Comme je vous l’ai dit, ce soir, c’est différent. On n’a pas regardé de vidéos chacun de son côté, moi en bas et elle en haut. Maria m’a montré des photos de sa famille au Vietnam, des photos d’elle quand elle était en transit à Hong Kong la première fois qu’elle est retournée dans son pays et des photos de ses premières années au Canada. Elle m’a raconté des anecdotes qu’elle m’avait déjà racontées mais dont j’avais oublié quelques détails.
Et moi, en faisant de la musculation, je me suis concentré uniquement sur ce que je faisais au lieu de regarder toutes sortes de vidéos pour me distraire. Après ça, étant donné que je ne pouvais pas regarder de compte-rendu et d’analyses de la rencontre que notre premier ministre a eue aujourd’hui avec le président américain, je me suis dit que j’allais lire un peu. J’ai rapidement fini de lire le livre que j’avais commencé et que j’avais presque terminé : Un soir d’été de Philippe Besson.

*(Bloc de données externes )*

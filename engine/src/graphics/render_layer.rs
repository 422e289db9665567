//! Depth bands
//!
//! A render layer covers one contiguous depth interval in front of the
//! camera and renders it through its own camera at its own scale, chosen so
//! the band's near edge always sits at the same small render-unit distance.

use crate::core::coordinates::{meter_to_unit, meter_to_unit_vec, FloatingOrigin};
use crate::core::entity::{Entity, SceneObject, VisibilityChannel, World};
use crate::graphics::pass::CameraRenderParams;
use crate::scene::SceneObjectRenderParams;
use glam::{DVec3, Quat};

/// Depth interval an object occupies in the current frame
#[derive(Debug, Clone, Copy, PartialEq)]
pub struct ObjectDepth {
    pub entity: Entity,
    pub solid: bool,
    /// Nearest visible depth in meters
    pub min_depth: f64,
    /// Furthest visible depth in meters
    pub max_depth: f64,
}

/// A depth band with its scale and the objects assigned to it this frame
#[derive(Debug, Clone, PartialEq)]
pub struct RenderLayer {
    min_depth: f64,
    max_depth: f64,
    scale: f64,
    channel: VisibilityChannel,
    members: Vec<Entity>,
}

impl RenderLayer {
    /// Create an empty band
    ///
    /// # Arguments
    /// * `min_depth` - Near edge in meters
    /// * `max_depth` - Far edge in meters
    /// * `scale` - Render units per meter
    /// * `channel` - Visibility channel of the band's camera
    pub fn new(min_depth: f64, max_depth: f64, scale: f64, channel: VisibilityChannel) -> Self {
        Self {
            min_depth,
            max_depth,
            scale,
            channel,
            members: Vec::new(),
        }
    }

    /// Check whether an object's depth interval touches this band
    ///
    /// Only strictly disjoint intervals are rejected, so an object sitting on
    /// a boundary belongs to both neighbouring bands.
    pub fn overlaps(&self, object: &ObjectDepth) -> bool {
        !(object.max_depth < self.min_depth || object.min_depth > self.max_depth)
    }

    pub fn add_member(&mut self, entity: Entity) {
        self.members.push(entity);
    }

    /// Camera parameters for this band's pass
    pub fn camera_render_params(
        &self,
        camera_coordinate: DVec3,
        origin: &FloatingOrigin,
        rotation: Quat,
    ) -> CameraRenderParams {
        CameraRenderParams {
            position: meter_to_unit_vec(origin.to_local(camera_coordinate), self.scale),
            rotation,
            near_clip: meter_to_unit(self.min_depth, self.scale) as f32,
            far_clip: meter_to_unit(self.max_depth, self.scale) as f32,
        }
    }

    /// Render parameters of every member still present in the world
    pub fn object_render_params(
        &self,
        world: &World,
        origin: &FloatingOrigin,
    ) -> Vec<SceneObjectRenderParams> {
        self.members
            .iter()
            .filter_map(|&entity| {
                let object = world.get::<SceneObject>(entity).ok()?;
                Some(SceneObjectRenderParams::compute(
                    entity,
                    &object,
                    origin,
                    self.scale,
                    self.channel,
                ))
            })
            .collect()
    }

    pub fn min_depth(&self) -> f64 {
        self.min_depth
    }

    pub fn max_depth(&self) -> f64 {
        self.max_depth
    }

    /// Render units per meter
    pub fn scale(&self) -> f64 {
        self.scale
    }

    pub fn channel(&self) -> VisibilityChannel {
        self.channel
    }

    pub fn members(&self) -> &[Entity] {
        &self.members
    }
}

C’est là que l’idée m’est venue d’écrire pour décrire cette soirée un peu inusitée sans internet.
Cette situation m’a fait réfléchir. Elle m’a permis de me rendre compte que nous passons beaucoup de temps à regarder plein de choses qui n’en valent pas toujours la peine. Et je me suis dit qu’un ou deux soirs par semaine, nous devrions faire comme si nous n’avions pas accès au Wi-Fi, juste pour aérer un peu notre cerveau et passer plus de temps vraiment ensemble. Je vais en parler à Maria demain matin.
On prend quelquefois des habitudes, comme disait ma mère des mauvais plis, sans trop s’en rendre compte. On commence à faire des choses sans trop savoir pourquoi, parce que c’est agréable et facile, et que ça ne demande pas trop d’efforts ; et on continue de faire ces mêmes choses sans s’arrêter pour penser que l’on pourrait faire des choses plus intéressantes et plus créatives.
Grâce au Wi-Fi, on trouve en ligne des choses captivantes sur la politique, les enjeux sociaux et plein d’autres choses, mais il ne faudrait pas oublier que le mot captivant(e) a la même racine que captif et captivité, et que captivité, c’est synonyme d’absence de liberté. Il se passe plein de choses dans le monde, et on se dit qu’il est bien normal de vouloir se maintenir au courant. Et on passe de plus en plus de temps à regarder des analyses et des débats à n’en plus finir sur les droits de douane et la guerre commerciale entre les États-Unis et le reste du monde parce qu’on se dit que tôt ou tard tout ça va nous affecter dans notre vie quotidienne.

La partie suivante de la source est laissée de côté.